Regular readers will know that I keep my eye out for Mozilla-related news on the web and often link to the stories and blog posts that I find. Today, while mucking about in the various search tools I frequent for Mozilla-related news, I ran acorss a number of articles and blogs discussing Safari's doubling market share since February
What does that mean and what's the total potential maket there?
Jobs says there are 7 million OS X users. I thought it would be nice to try to find some data that backed that up. According to published reports, Apple has been between 2 and 2.5% of global PC sales for the last few years (more on this at Google.) There have been about 120 million PCs sold each year for the last few years. If few of the Apple sales were upgrades of machines already running OS X then it's quite possible that there are 7 million OS X users out there - so Jobs may not be wildly off-base.
If oneStat (which says Safari has 0.25% of the browser market) and Global Reach (which says there are 620 million intenet users) are to be belived, then Safari has about 1.55 million total users today.
What about Mozilla/Camino/Firebird on Mac OS X? I really don't know. This paragraph is wild speculation based on shakey numbers :-) Roughly 10% of Mozilla downloads (seamonkey+camino+firebird) are for OS X. If Mozilla's has 1.6% of the total internet market (according to oneStat) then roughly .16% of the intenet should be using OS X Mozilla. That would be about 1 million Mac OS X Mozilla users (based on the Global Reach number).
So what does this mean for OS X as a browser market? If Safari is 1.5 million users strong and Mozilla/Camino/Firebird is 1 million, that leaves 4.5 million Mac OS X machines out there that are still up for grabs.
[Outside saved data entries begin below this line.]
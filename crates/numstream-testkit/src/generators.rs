//! Proptest generators for property-based testing.

use std::time::Instant;

use proptest::prelude::*;

use numstream_core::{ClientId, Mt19937, Session};

/// Generate a random ClientId.
pub fn client_id() -> impl Strategy<Value = ClientId> {
    any::<[u8; 16]>().prop_map(ClientId::from_bytes)
}

/// Generate an explicit (nonzero) request seed.
pub fn seed() -> impl Strategy<Value = u32> {
    1u32..=u32::MAX
}

/// Generate a sequence length in `1..=max`.
pub fn count(max: u32) -> impl Strategy<Value = u32> {
    1u32..=max.max(1)
}

/// Generate an even sequence length in `2..=max`.
pub fn even_count(max: u32) -> impl Strategy<Value = u32> {
    (1u32..=(max / 2).max(1)).prop_map(|half| half * 2)
}

/// Parameters for a stream interrupted once and resumed.
#[derive(Debug, Clone)]
pub struct SplitParams {
    pub client_id: ClientId,
    pub seed: u32,
    pub count: u32,
    /// Numbers delivered before the interruption; `1..count`.
    pub split: u32,
}

impl Arbitrary for SplitParams {
    type Parameters = ();
    type Strategy = BoxedStrategy<Self>;

    fn arbitrary_with(_: Self::Parameters) -> Self::Strategy {
        (client_id(), seed(), 2u32..=64u32)
            .prop_flat_map(|(client_id, seed, count)| {
                (Just(client_id), Just(seed), Just(count), 1..count)
            })
            .prop_map(|(client_id, seed, count, split)| SplitParams {
                client_id,
                seed,
                count,
                split,
            })
            .boxed()
    }
}

/// The first `count` outputs for `seed`.
pub fn uninterrupted(seed: u32, count: u32) -> Vec<u32> {
    let mut generator = Mt19937::new(u64::from(seed));
    (0..count).map(|_| generator.next_u32()).collect()
}

/// Deliver a sequence through a session, restarting from a snapshot after
/// `split` numbers. Returns the numbers and the final checksum.
pub fn split_delivery(params: &SplitParams) -> (Vec<u32>, String) {
    let now = Instant::now();
    let mut session = Session::fresh(params.client_id, params.count, u64::from(params.seed), now);
    let mut numbers = Vec::with_capacity(params.count as usize);

    for _ in 0..params.split {
        numbers.push(session.next_value);
        session.advance(now);
    }

    // Continue from a copy, as a resumed connection would.
    let mut resumed = session.clone();
    drop(session);

    loop {
        numbers.push(resumed.next_value);
        if resumed.is_final() {
            return (numbers, resumed.final_checksum());
        }
        resumed.advance(now);
    }
}

#[cfg(test)]
mod tests {
    use super::*;
    use crate::fixtures::{request, TestFixture};
    use numstream_core::checksum_of;
    use numstream_stream::EnginePhase;

    proptest! {
        #[test]
        fn test_sequence_deterministic(seed in seed(), count in count(64)) {
            prop_assert_eq!(uninterrupted(seed, count), uninterrupted(seed, count));
        }

        #[test]
        fn test_split_delivery_matches_uninterrupted(params: SplitParams) {
            let (numbers, checksum) = split_delivery(&params);

            prop_assert_eq!(&numbers, &uninterrupted(params.seed, params.count));
            prop_assert_eq!(checksum, checksum_of(&numbers));
        }

        #[test]
        fn test_even_count_is_even(count in even_count(100)) {
            prop_assert!(count >= 2);
            prop_assert_eq!(count % 2, 0);
        }
    }

    proptest! {
        #![proptest_config(ProptestConfig::with_cases(16))]

        #[test]
        fn test_engine_resumption_equivalence(
            client_id in client_id(),
            seed in seed(),
            count in even_count(24),
        ) {
            let runtime = tokio::runtime::Builder::new_current_thread()
                .enable_all()
                .start_paused(true)
                .build()
                .unwrap();

            let (numbers, server_checksum, phase) = runtime.block_on(async {
                let fixture = TestFixture::new();
                let half = (count / 2) as usize;

                let first = fixture
                    .fetch(request(client_id, count, seed), Some(half))
                    .await
                    .unwrap();
                let second = fixture
                    .fetch(request(client_id, 0, 0), None)
                    .await
                    .unwrap();

                let mut numbers = first.numbers();
                numbers.extend(second.numbers());
                let checksum = second.checksum().map(str::to_owned);
                (numbers, checksum, second.report.phase_entered)
            });

            prop_assert_eq!(phase, EnginePhase::Resumed);
            prop_assert_eq!(&numbers, &uninterrupted(seed, count));
            prop_assert_eq!(server_checksum, Some(checksum_of(&numbers)));
        }
    }
}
If users realize that there's something better and can be enticed to take the plunge and download a better browser, there is definitely room to grow, for both Safari and Mozilla/Camino/Firebird, in the OS X installed base.
I personally can't stand IE on Mac OS X and I'm sure that, as the word spreads about Safari and Camino/Mozilla/Firebird, more and more users are going to want to upgrade to a more capable application. While it's not a huge block of users (just under 1% of today's total intenet population if the relevant above numbers are legit) I think it's one that's worth going after.
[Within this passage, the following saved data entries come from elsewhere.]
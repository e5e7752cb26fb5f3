//! numstream server: serves resumable number streams over TCP.

use std::net::{IpAddr, Ipv4Addr, SocketAddr};

use anyhow::{Context, Result};
use clap::Parser;
use tracing::{info, warn};
use tracing_subscriber::layer::SubscriberExt;
use tracing_subscriber::util::SubscriberInitExt;
use tracing_subscriber::EnvFilter;

use numstream::{NumberServer, ServerConfig, DEFAULT_PORT};

/// numstream server - resumable MT19937 number streams
#[derive(Parser, Debug)]
#[command(name = "numstream-server")]
#[command(version, about, long_about = None)]
struct Args {
    /// Port to listen on
    #[arg(short, long, default_value_t = DEFAULT_PORT)]
    port: u16,

    /// Address to bind
    #[arg(long, default_value_t = IpAddr::V4(Ipv4Addr::LOCALHOST))]
    host: IpAddr,

    /// Log level (trace, debug, info, warn, error)
    #[arg(long, default_value = "info")]
    log_level: String,
}

#[tokio::main]
async fn main() -> Result<()> {
    let args = Args::parse();

    let filter = EnvFilter::try_new(&args.log_level).unwrap_or_else(|_| EnvFilter::new("info"));
    tracing_subscriber::registry()
        .with(filter)
        .with(tracing_subscriber::fmt::layer())
        .init();

    let config = ServerConfig {
        addr: SocketAddr::new(args.host, args.port),
        ..ServerConfig::default()
    };
    let server = NumberServer::new(config);

    server
        .run(shutdown_signal())
        .await
        .context("server failed")?;

    info!("server stopped");
    Ok(())
}

/// Resolves on SIGINT or SIGTERM.
async fn shutdown_signal() {
    #[cfg(unix)]
    {
        use tokio::signal::unix::{signal, SignalKind};

        match signal(SignalKind::terminate()) {
            Ok(mut sigterm) => {
                tokio::select! {
                    _ = sigterm.recv() => info!("received SIGTERM"),
                    _ = tokio::signal::ctrl_c() => info!("received SIGINT"),
                }
                return;
            }
            Err(e) => warn!(error = %e, "failed to register SIGTERM handler"),
        }
    }

    match tokio::signal::ctrl_c().await {
        Ok(()) => info!("received SIGINT"),
        Err(e) => {
            warn!(error = %e, "failed to listen for ctrl-c, running until killed");
            std::future::pending::<()>().await;
        }
    }
}
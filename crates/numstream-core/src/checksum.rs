//! Incremental MD5 checksum over emitted numbers.
//!
//! Each value is fed as its base-10 text with no separator, so the final
//! digest equals `MD5(d1 || d2 || ... || dn)`.

use std::fmt;

use md5::{Digest, Md5};

/// Running digest fed one number at a time.
#[derive(Clone, Default)]
pub struct RunningChecksum {
    hasher: Md5,
    fed: u64,
}

impl RunningChecksum {
    /// Create an empty checksum.
    pub fn new() -> Self {
        Self::default()
    }

    /// Feed the decimal encoding of `value`.
    pub fn feed(&mut self, value: u32) {
        self.hasher.update(value.to_string().as_bytes());
        self.fed += 1;
    }

    /// Number of values fed so far.
    pub fn fed(&self) -> u64 {
        self.fed
    }

    /// Consume the checksum and return the lowercase hex digest.
    pub fn finalize(self) -> String {
        hex::encode(self.hasher.finalize())
    }
}

impl fmt::Debug for RunningChecksum {
    fn fmt(&self, f: &mut fmt::Formatter<'_>) -> fmt::Result {
        f.debug_struct("RunningChecksum").field("fed", &self.fed).finish_non_exhaustive()
    }
}

impl Extend<u32> for RunningChecksum {
    fn extend<I: IntoIterator<Item = u32>>(&mut self, iter: I) {
        for value in iter {
            self.feed(value);
        }
    }
}

/// Compute the checksum of a complete sequence.
pub fn checksum_of(values: &[u32]) -> String {
    let mut checksum = RunningChecksum::new();
    checksum.extend(values.iter().copied());
    checksum.finalize()
}

#[cfg(test)]
mod tests {
    use super::*;
    use proptest::prelude::*;

    proptest! {
        #[test]
        fn test_split_feed_matches_whole(
            values in prop::collection::vec(any::<u32>(), 0..200),
            split in 0usize..200,
        ) {
            let split = split.min(values.len());
            let mut running = RunningChecksum::new();
            running.extend(values[..split].iter().copied());
            let mut resumed = running.clone();
            resumed.extend(values[split..].iter().copied());

            prop_assert_eq!(resumed.finalize(), checksum_of(&values));
        }
    }

    #[test]
    fn test_empty_checksum() {
        assert_eq!(checksum_of(&[]), "d41d8cd98f00b204e9800998ecf8427e");
    }

    #[test]
    fn test_seed_one_first_four() {
        let values = [1791095845, 4282876139, 3093770124, 4005303368];
        assert_eq!(checksum_of(&values), "41e6514a7f7b64336e30250adf67c460");
    }

    #[test]
    fn test_incremental_matches_whole() {
        let values = [7u32, 0, 42, u32::MAX, 100];
        let mut running = RunningChecksum::new();
        for v in values {
            running.feed(v);
        }
        assert_eq!(running.fed(), 5);
        assert_eq!(running.finalize(), checksum_of(&values));
    }

    #[test]
    fn test_matches_plain_md5_of_decimal_text() {
        let values = [1u32, 23, 456];
        let expected = hex::encode(Md5::digest(b"123456"));
        assert_eq!(checksum_of(&values), expected);
    }

    #[test]
    fn test_clone_snapshot_is_independent() {
        let mut a = RunningChecksum::new();
        a.feed(1);
        let snapshot = a.clone();
        a.feed(2);
        assert_eq!(snapshot.finalize(), checksum_of(&[1]));
        assert_eq!(a.finalize(), checksum_of(&[1, 2]));
    }
}
//! Wire message types.
//!
//! A client sends one [`NumbersRequest`]; the server answers with a stream of
//! [`NumberResponse`]s, the last of which carries the checksum.

use serde::{Deserialize, Serialize};

use numstream_core::{ClientId, CoreError};

/// Message size limits.
pub mod limits {
    /// Max encoded frame body in bytes.
    pub const MAX_FRAME_LEN: usize = 64 * 1024;
    /// Max raw client id length accepted before validation.
    pub const MAX_CLIENT_ID_LEN: usize = 64;
    /// Max checksum string length (hex MD5 is 32).
    pub const MAX_CHECKSUM_LEN: usize = 64;
    /// Max error message length.
    pub const MAX_ERROR_MESSAGE_LEN: usize = 1024;
}

/// Request to start or resume a stream.
#[derive(Debug, Clone, PartialEq, Eq, Serialize, Deserialize)]
pub struct NumbersRequest {
    /// Caller identity; must be exactly 16 bytes.
    pub client_id: Vec<u8>,
    /// Numbers wanted. Ignored when resuming.
    pub requested_count: u32,
    /// Generator seed. Zero means "resume" or "choose for me".
    pub seed: u32,
}

impl NumbersRequest {
    /// Build a request for `client_id`.
    pub fn new(client_id: ClientId, requested_count: u32, seed: u32) -> Self {
        Self {
            client_id: client_id.as_bytes().to_vec(),
            requested_count,
            seed,
        }
    }

    /// Parse the raw identity.
    pub fn client_id(&self) -> Result<ClientId, CoreError> {
        ClientId::try_from(self.client_id.as_slice())
    }
}

/// One delivered number.
#[derive(Debug, Clone, PartialEq, Eq, Serialize, Deserialize)]
pub struct NumberResponse {
    /// The number.
    pub number: u32,
    /// Empty except on the final response, where it holds the hex MD5.
    pub checksum: String,
}

impl NumberResponse {
    /// A non-final response.
    pub fn partial(number: u32) -> Self {
        Self {
            number,
            checksum: String::new(),
        }
    }

    /// The final response of a sequence.
    pub fn last(number: u32, checksum: String) -> Self {
        Self { number, checksum }
    }

    /// Whether this response ends the stream.
    pub fn is_final(&self) -> bool {
        !self.checksum.is_empty()
    }
}

/// Frame envelope on the wire.
#[derive(Debug, Clone, PartialEq, Eq, Serialize, Deserialize)]
pub enum StreamMessage {
    /// Client to server: open a stream.
    Request(NumbersRequest),

    /// Server to client: one number.
    Number(NumberResponse),

    /// Server to client: the request failed.
    Error {
        /// Error code for programmatic handling.
        code: ErrorCode,
        /// Human-readable description.
        message: String,
    },
}

impl StreamMessage {
    /// Check if this message respects size limits.
    pub fn validate_limits(&self) -> Result<(), &'static str> {
        match self {
            StreamMessage::Request(request) => {
                if request.client_id.len() > limits::MAX_CLIENT_ID_LEN {
                    return Err("client id too long");
                }
            }
            StreamMessage::Number(response) => {
                if response.checksum.len() > limits::MAX_CHECKSUM_LEN {
                    return Err("checksum too long");
                }
            }
            StreamMessage::Error { message, .. } => {
                if message.len() > limits::MAX_ERROR_MESSAGE_LEN {
                    return Err("error message too long");
                }
            }
        }
        Ok(())
    }
}

/// Error codes carried by [`StreamMessage::Error`].
#[derive(Debug, Clone, Copy, PartialEq, Eq, Serialize, Deserialize)]
#[repr(u16)]
pub enum ErrorCode {
    /// Unknown/unspecified error.
    Unknown = 0,
    /// The client id expired and cannot be reused.
    Expired = 1,
    /// The request was malformed (zero count, bad id).
    InvalidRequest = 2,
    /// Internal error on the server.
    Internal = 3,
}

#[cfg(test)]
mod tests {
    use super::*;

    #[test]
    fn test_request_client_id() {
        let id = ClientId::from_bytes([7; 16]);
        let request = NumbersRequest::new(id, 10, 1);
        assert_eq!(request.client_id().unwrap(), id);

        let bad = NumbersRequest {
            client_id: vec![1, 2, 3],
            requested_count: 10,
            seed: 1,
        };
        assert!(bad.client_id().is_err());
    }

    #[test]
    fn test_response_finality() {
        assert!(!NumberResponse::partial(5).is_final());
        assert!(NumberResponse::last(5, "abc".into()).is_final());
    }

    #[test]
    fn test_message_limits_valid() {
        let msg = StreamMessage::Request(NumbersRequest::new(ClientId::NIL, 1, 0));
        assert!(msg.validate_limits().is_ok());
    }

    #[test]
    fn test_message_limits_exceeded() {
        let msg = StreamMessage::Request(NumbersRequest {
            client_id: vec![0u8; 200],
            requested_count: 1,
            seed: 0,
        });
        assert!(msg.validate_limits().is_err());

        let msg = StreamMessage::Error {
            code: ErrorCode::Internal,
            message: "x".repeat(2000),
        };
        assert!(msg.validate_limits().is_err());
    }
}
Tabbed browsing, pop-up blocking, faster page rendering, faster downloading, better support for the standards and the real-world web - the reasons to get off of IE are abundant.
Oh, I almost forgot; the market share growth statistic from all those "Safari doubles market share" stories, when mapped against actual users gained, is roughly 1/3rd of the user growth that Mozilla had in the same period. Still, quite impressive for a product that only recently came out of beta.
note: I suck at math and I've got a reputation for unrealistic predictions and wild, unfounded speculation. On top of that, I only use OS X about three days a week so pretty much everything I just said is probably rubbish.